The only other Hooters in the UK is based in Nottingham, while plans to open another UK restaurant in Liverpool were met by a petition which slated the chain as ‘an archaic and chauvinistic brand’.
After an open letter was sent to both mayors of Greater Manchester and Salford, Andy Burnham and Paul Dennett both responded by stating their opposition to the application.
“The location and nature of the business cause me serious concern,” Mr Dennett said. “I therefore totally appreciate the negative reaction from the community.
“The nature of the business jars with the Greater Manchester Combined Authority’s gender-based violence strategy, reinforcing archaic and unwelcome attitudes towards women. Greater Manchester is home to 1.4million women and girls and we will continue to champion progress towards gender equality.

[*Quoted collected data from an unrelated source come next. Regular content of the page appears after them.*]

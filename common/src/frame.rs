/// A normalized grayscale pixel grid, row-major luma8.
///
/// Every raster flowing through the pipeline shares one resolution: frame
/// sources and the reference loader both resize to the configured size before
/// anything downstream sees the pixels.
#[derive(Debug, Clone, PartialEq, Eq)]
pub struct Raster {
    pub width: u32,
    pub height: u32,
    pub data: Vec<u8>,
}

impl Raster {
    pub fn new(width: u32, height: u32, data: Vec<u8>) -> Self {
        assert_eq!(
            data.len(),
            (width as usize) * (height as usize),
            "raster data length must match {width}x{height}"
        );
        Self {
            width,
            height,
            data,
        }
    }

    pub fn same_shape(&self, other: &Raster) -> bool {
        self.width == other.width && self.height == other.height
    }
}

/// One frame pulled from a source: pixels plus its 1-based position and,
/// for stream-backed sources, an offset timestamp into the stream.
#[derive(Debug, Clone)]
pub struct Frame {
    pub raster: Raster,
    pub index: u64,
    pub timestamp_ms: Option<i64>,
}

impl Frame {
    pub fn new(raster: Raster, index: u64, timestamp_ms: Option<i64>) -> Self {
        Self {
            raster,
            index,
            timestamp_ms,
        }
    }

    /// Stream offset as `HH:MM:SS`, for log lines.
    pub fn timecode(&self) -> Option<String> {
        self.timestamp_ms.map(|ms| fmt_offset(ms, "%H:%M:%S"))
    }

    /// Output file name for an extracted foreground frame.
    /// e.g. "cam01_f000284-t000132-ms0.6213.png"
    pub fn output_name(&self, stem: &str, score: Option<f32>) -> String {
        let mut name = format!("{stem}_f{index:06}", index = self.index);
        if let Some(ms) = self.timestamp_ms {
            name.push_str(&format!("-t{}", fmt_offset(ms, "%H%M%S")));
        }
        if let Some(s) = score {
            name.push_str(&format!("-ms{s:.4}"));
        }
        name.push_str(".png");
        name
    }
}

fn fmt_offset(ms: i64, format: &str) -> String {
    let dt = chrono::DateTime::from_timestamp_millis(ms.max(0)).unwrap_or_default();
    dt.format(format).to_string()
}

#[cfg(test)]
mod tests {
    use super::*;

    fn raster_1x1(value: u8) -> Raster {
        Raster::new(1, 1, vec![value])
    }

    #[test]
    fn output_name_without_timestamp_or_score() {
        let frame = Frame::new(raster_1x1(0), 7, None);
        assert_eq!(frame.output_name("cam01", None), "cam01_f000007.png");
    }

    #[test]
    fn output_name_with_timestamp_and_score() {
        // 92_000 ms = 00:01:32 into the stream
        let frame = Frame::new(raster_1x1(0), 284, Some(92_000));
        assert_eq!(
            frame.output_name("cam01", Some(0.6213)),
            "cam01_f000284-t000132-ms0.6213.png"
        );
    }

    #[test]
    fn timecode_formatting() {
        let frame = Frame::new(raster_1x1(0), 1, Some(3_661_000));
        assert_eq!(frame.timecode().as_deref(), Some("01:01:01"));
        let frame = Frame::new(raster_1x1(0), 1, None);
        assert_eq!(frame.timecode(), None);
    }

    #[test]
    fn raster_shape_check() {
        let a = raster_1x1(0);
        let b = raster_1x1(255);
        let c = Raster::new(2, 1, vec![0, 0]);
        assert!(a.same_shape(&b));
        assert!(!a.same_shape(&c));
    }

    #[test]
    #[should_panic(expected = "raster data length")]
    fn raster_rejects_mismatched_data() {
        let _ = Raster::new(2, 2, vec![0; 3]);
    }
}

“Hooters would be a regressive step for Salford and Greater Manchester. In Salford we have just launched a vision for Salford Quays in 2030 and a key strand of this is that the Quays is a place that welcomes everyone, a place that puts people at the centre of how it is perceived and operates in practice.
“A Hooters bar does not fit in with this vision.”
What has Hooters said?
In a previous statement, a spokesman for Hooters said: “For nearly four decades, Hooters restaurants have built a reputation around the world for offering great times for everyone. From iconic food and beverages such as wings, burgers, seafood, beers and cocktails to world-famous Hooters Girls and our Heart of House employees who create a one-of-a-kind guest experience, Hooters is the ideal place for guests to cheer on their favourite sports teams or celebrate any occasion with friends or family.
“Just as importantly, we are part of the fabric of communities with initiatives to raise funds for breast cancer and programs to honour local heroes including the military. We are pleased to bring our restaurant concept to the people of Salford Quays and trust the community will experience our hospitality for themselves.”